I realized that I needed to take better care of myself. I couldn’t give to my family and my patients what I didn’t have. I made sleep a priority and realized that regular workouts greatly increased my productivity. I sought wisdom daily by reading scripture and tried to spend some quiet time every day in prayer. I ate properly, limited sugar, and found my energy level slowly rising.
I endeavored to look at each patient as someone who was essentially good and needed help. Any obnoxious or offensive behaviors patients demonstrate are essentially reactions to pain, stress, or internal strife. By focusing on what we can do instead of judging them, we surround ourselves with positive energy. We can help patients and lessen their suffering.
Friends and colleagues
Throughout my ordeal, I was blessed with friends with whom I communicated regularly. The gift of friendship truly nourishes resiliency. Two of my partners were helpful in preparing me for the trial and in reassuring me that I was still a good doctor. A nonmedical friend provided insight and perspective. Don’t neglect the caring connection that friendships provide.
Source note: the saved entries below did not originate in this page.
//! REST client for the helpdesk API.
//!
//! Every request carries the `auth_token` and `per_page` query parameters
//! and is bounded by the configured timeout. Any status other than 200,
//! empty 2xx answers included, is a hard failure for that call, surfaced
//! as `Error::Api` with the status and the response body. No call is
//! retried.

use chrono::{DateTime, SecondsFormat, Utc};
use reqwest::StatusCode;
use serde::Deserialize;
use serde::de::DeserializeOwned;
use serde_json::Value;
use tracing::debug;

use crate::config::Config;
use crate::error::{Error, Result};

/// One page of a paginated listing.
#[derive(Debug, Clone)]
pub struct Page<T> {
    /// 1-based page number as reported by the server.
    pub page: u32,
    pub total_pages: u32,
    pub items: Vec<T>,
}

impl<T> Page<T> {
    /// Whether the server reported this as the final page.
    #[must_use]
    pub fn is_last(&self) -> bool {
        self.page >= self.total_pages
    }
}

/// Wire shape of `GET /tickets`.
#[derive(Debug, Deserialize)]
struct TicketsResponse {
    current_page: u32,
    total_pages: u32,
    #[serde(default)]
    tickets: Vec<Value>,
}

/// Authenticated client for one helpdesk account.
///
/// Cheap to clone: clones share the underlying connection pool.
#[derive(Debug, Clone)]
pub struct ApiClient {
    client: reqwest::Client,
    base_url: String,
    token: String,
    per_page: u32,
}

impl ApiClient {
    /// Build a client from the loaded configuration.
    ///
    /// # Errors
    ///
    /// Returns `Error::Http` if the TLS backend cannot be initialised.
    pub fn new(config: &Config) -> Result<Self> {
        let client = reqwest::Client::builder()
            .timeout(config.request_timeout())
            .user_agent(concat!("hdx/", env!("CARGO_PKG_VERSION")))
            .build()?;

        Ok(Self {
            client,
            base_url: config.url.clone(),
            token: config.token.clone(),
            per_page: config.per_page,
        })
    }

    /// Page size used for listings.
    #[must_use]
    pub fn per_page(&self) -> u32 {
        self.per_page
    }

    /// GET `endpoint` with the common parameters plus `params`.
    async fn get_data<T: DeserializeOwned>(
        &self,
        endpoint: &str,
        params: &[(&str, String)],
    ) -> Result<T> {
        let url = format!("{}{endpoint}", self.base_url);
        let per_page = self.per_page.to_string();
        debug!(endpoint, ?params, "GET");

        let response = self
            .client
            .get(&url)
            .header(reqwest::header::ACCEPT, "application/json")
            .header(reqwest::header::CACHE_CONTROL, "no-cache")
            .query(&[
                ("auth_token", self.token.as_str()),
                ("per_page", per_page.as_str()),
            ])
            .query(params)
            .send()
            .await?;

        let status = response.status();
        if status != StatusCode::OK {
            let body = response.text().await.unwrap_or_default();
            return Err(Error::Api {
                endpoint: endpoint.to_string(),
                status: status.as_u16(),
                body,
            });
        }

        Ok(response.json().await?)
    }

    /// GET `endpoint` and pull the list stored under `key`.
    async fn get_list(
        &self,
        endpoint: &str,
        key: &str,
        params: &[(&str, String)],
    ) -> Result<Vec<Value>> {
        let mut data: Value = self.get_data(endpoint, params).await?;
        match data.get_mut(key).map(Value::take) {
            Some(Value::Array(items)) => Ok(items),
            _ => Err(Error::Other(format!(
                "Response from {endpoint} has no \"{key}\" list"
            ))),
        }
    }

    /// All users, including invited ones.
    pub async fn users(&self) -> Result<Vec<Value>> {
        self.get_list("/users", "users", &[("with_invited", "true".into())])
            .await
    }

    pub async fn labels(&self) -> Result<Vec<Value>> {
        self.get_list("/labels", "labels", &[]).await
    }

    pub async fn teams(&self) -> Result<Vec<Value>> {
        self.get_list("/teams", "teams", &[]).await
    }

    pub async fn snippets(&self) -> Result<Vec<Value>> {
        self.get_list("/snippets", "snippets", &[]).await
    }

    /// Forwarding addresses of the account.
    pub async fn emails(&self) -> Result<Vec<Value>> {
        self.get_list("/emails", "forwarding_addresses", &[]).await
    }

    /// Fetch one page of tickets, archived ones included.
    ///
    /// `since` is passed through to the server as-is; the exporter does
    /// not filter listings itself.
    pub async fn tickets_page(
        &self,
        page: u32,
        since: Option<DateTime<Utc>>,
    ) -> Result<Page<Value>> {
        let mut params = vec![("page", page.to_string()), ("archived", "true".into())];
        if let Some(since) = since {
            params.push(("since", since.to_rfc3339_opts(SecondsFormat::Secs, true)));
        }

        let response: TicketsResponse = self.get_data("/tickets", &params).await?;
        Ok(Page {
            page: response.current_page,
            total_pages: response.total_pages,
            items: response.tickets,
        })
    }

    pub async fn replies(&self, ticket_id: u64) -> Result<Vec<Value>> {
        self.get_list(&format!("/tickets/{ticket_id}/replies"), "replies", &[])
            .await
    }

    pub async fn comments(&self, ticket_id: u64) -> Result<Vec<Value>> {
        self.get_list(&format!("/tickets/{ticket_id}/comments"), "comments", &[])
            .await
    }

    /// Download an attachment body.
    ///
    /// The locator is used verbatim with the auth token appended as a
    /// query parameter.
    pub async fn download(&self, url: &str) -> Result<Vec<u8>> {
        let response = self
            .client
            .get(url)
            .query(&[("auth_token", self.token.as_str())])
            .send()
            .await?;

        let status = response.status();
        if status != StatusCode::OK {
            let body = response.text().await.unwrap_or_default();
            return Err(Error::Api {
                endpoint: url.to_string(),
                status: status.as_u16(),
                body,
            });
        }

        Ok(response.bytes().await?.to_vec())
    }
}
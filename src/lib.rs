//! hdx - export a helpdesk account to a local directory tree.
//!
//! This crate provides the core functionality for the `hdx` CLI tool.
//!
//! # Architecture
//!
//! - [`cli`] - Command-line interface using clap
//! - [`client`] - REST client for the helpdesk API
//! - [`config`] - Configuration loading
//! - [`export`] - Sharded layout, incremental filter, idempotent writes,
//!   bounded dispatch and run summaries
//! - [`model`] - The ticket fields the exporter reads back from disk
//! - [`error`] - Error types and handling

#![forbid(unsafe_code)]
#![warn(clippy::pedantic)]
#![allow(clippy::module_name_repetitions)]

pub mod cli;
pub mod client;
pub mod config;
pub mod error;
pub mod export;
pub mod model;

pub use error::{Error, Result};
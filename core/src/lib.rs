use serde::{Deserialize, Serialize};

pub use cell::*;
pub use error::*;
pub use generator::*;
pub use grid::*;
pub use session::*;
pub use solver::*;
pub use types::*;

pub mod board;
mod cell;
mod error;
mod generator;
mod grid;
mod session;
mod solver;
mod types;

/// Board dimensions and mine count. [`GameConfig::new`] is the validating constructor.
#[derive(Copy, Clone, Debug, PartialEq, Eq, Serialize, Deserialize)]
pub struct GameConfig {
    pub size: Coord2,
    pub mines: CellCount,
}

impl GameConfig {
    /// Requires a non-empty board and `0 < mines < rows * cols`. Out of range values are rejected, never clamped.
    pub fn new(size: Coord2, mines: CellCount) -> Result<Self> {
        let (rows, cols) = size;
        if rows == 0 || cols == 0 || mines == 0 || mines >= area(rows, cols) {
            return Err(GameError::InvalidConfiguration { rows, cols, mines });
        }
        Ok(Self { size, mines })
    }

    pub const fn total_cells(&self) -> CellCount {
        area(self.size.0, self.size.1)
    }

    pub const fn safe_cells(&self) -> CellCount {
        self.total_cells() - self.mines
    }
}

#[derive(Copy, Clone, Debug, Default, PartialEq, Eq, Serialize, Deserialize)]
#[serde(rename_all = "kebab-case")]
pub enum Difficulty {
    /// 8x8 with 6 mines
    #[default]
    Classic,
    /// 9x9 with 10 mines
    Beginner,
    /// 16x16 with 40 mines
    Intermediate,
    /// 16x30 with 99 mines
    Expert,
}

impl Difficulty {
    pub const fn config(self) -> GameConfig {
        let (size, mines) = match self {
            Self::Classic => ((8, 8), 6),
            Self::Beginner => ((9, 9), 10),
            Self::Intermediate => ((16, 16), 40),
            Self::Expert => ((16, 30), 99),
        };
        GameConfig { size, mines }
    }
}

/// Outcome of toggling a flag
#[derive(Copy, Clone, Debug, PartialEq, Eq)]
pub enum MarkOutcome {
    NoChange,
    Changed,
}

impl MarkOutcome {
    /// Whether this outcome could have caused an update to the game
    pub const fn has_update(self) -> bool {
        match self {
            Self::NoChange => false,
            Self::Changed => true,
        }
    }
}

/// Outcome of revealing a cell
#[derive(Copy, Clone, Debug, PartialEq, Eq)]
pub enum RevealOutcome {
    /// Already revealed, or the round is over
    NoChange,
    /// The cell was a mine
    Mine,
    /// A single safe cell with this many adjacent mines
    Numbered(u8),
    /// An empty cell and its flood fill, `revealed` counts every safe cell opened including the first
    Empty { revealed: CellCount },
}

impl RevealOutcome {
    /// Whether this outcome could have caused an update to the game
    pub const fn has_update(self) -> bool {
        !matches!(self, Self::NoChange)
    }

    /// How many safe cells this reveal opened
    pub const fn safe_cells_revealed(self) -> CellCount {
        match self {
            Self::NoChange | Self::Mine => 0,
            Self::Numbered(_) => 1,
            Self::Empty { revealed } => revealed,
        }
    }
}
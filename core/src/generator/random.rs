use std::collections::BTreeSet;

use rand::prelude::*;
use rand::rngs::SmallRng;

use super::*;

/// Uniform generation by rejection sampling: draw a random cell, redraw on collision, until the requested number of
/// distinct mine coordinates is collected. Can optionally keep one start cell free of mines.
#[derive(Clone, Debug, PartialEq)]
pub struct RandomMinefieldGenerator {
    seed: u64,
    start_cell: StartCell,
}

impl RandomMinefieldGenerator {
    pub fn new(seed: u64, start_cell: StartCell) -> Self {
        Self { seed, start_cell }
    }
}

impl MinefieldGenerator for RandomMinefieldGenerator {
    fn generate(self, config: GameConfig) -> Grid {
        use StartCell::*;

        let (rows, cols) = config.size;

        let excluded = match self.start_cell {
            Random => None,
            SafeAt(coords) if !in_bounds(coords, config.size) => {
                log::warn!("Start cell {:?} is outside the board, fallback to random", coords);
                None
            }
            // a valid config always leaves at least one safe cell, so the start cell fits
            SafeAt(coords) => Some(coords),
        };

        let free_cells = usize::from(config.total_cells()) - usize::from(excluded.is_some());
        let target = usize::from(config.mines).min(free_cells);
        if target < usize::from(config.mines) {
            log::warn!(
                "Cannot place {} mines on {} free cells, the minefield will be full",
                config.mines,
                free_cells
            );
        }

        let mut rng = SmallRng::seed_from_u64(self.seed);
        let mut mines = BTreeSet::new();
        while mines.len() < target {
            let coords = (rng.random_range(0..rows), rng.random_range(0..cols));
            if Some(coords) == excluded {
                continue;
            }
            if !mines.insert(coords) {
                log::trace!("Mine collision at {:?}, redrawing", coords);
            }
        }

        log::debug!(
            "Generated {}x{} board with {} mines (seed {})",
            rows,
            cols,
            mines.len(),
            self.seed
        );
        Grid::with_mines(config.size, mines)
    }
}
The AAOS is also a resource. In response to member needs, the AAOS has spearheaded several efforts to enact medical liability reform. More importantly, it has assembled and trained a cadre of experienced orthopaedists who have been through malpractice proceedings and can help ease your burden. This network of counselors assures us that we are not alone, but are all in this together. They know that a lawsuit does not reflect on your abilities as a surgeon, and that the sun will shine tomorrow.
A medical liability lawsuit need not be a disaster. In my case, it resulted in strengthening my marriage, my values, my faith, my self-awareness, and my empathy for others. It gave me the desire to share with others possible paths to recovery. I sincerely hope that if you are beset with the scourge of malpractice, you allow the AAOS to help. Use the peer counseling service, and let the healing begin. We have many more patients who need us!
John D. Kelly IV, MD, is a member of the AAOS peer counseling service. He can be reached at email@example.com
The ABCs of positive thinking
Focusing on what is good and useful cultivates resiliency. But before we can focus on the good, we need to neutralize negative thinking. I found that taking a step back and practicing a cognitive restructuring approach to negative ‘voices’ was helpful—what I called the ‘ABCDE’ approach.
A—Accept the ‘voice’ of self reproach. Don’t fight it or you will give it more energy. What you resist persists.
B—Break away from your thoughts and watch them from a distance. Look at your thoughts as an impartial spectator and realize that you are not your thoughts. When you are anxious or depressed, do not believe what your mind tells you.
C—Connect to your higher power and sense of values. Look inward for guidance so that you may…
D—Do what you need to do according to your values, whether you feel like it or not. Treat patients kindly, tell the truth, and forgive. These behaviors and choices will sustain you. Positive actions and emotions spread like wildfire.
E—Embrace the truth about yourself and recognize that beating yourself up with criticism will do nothing to help you serve your next patient.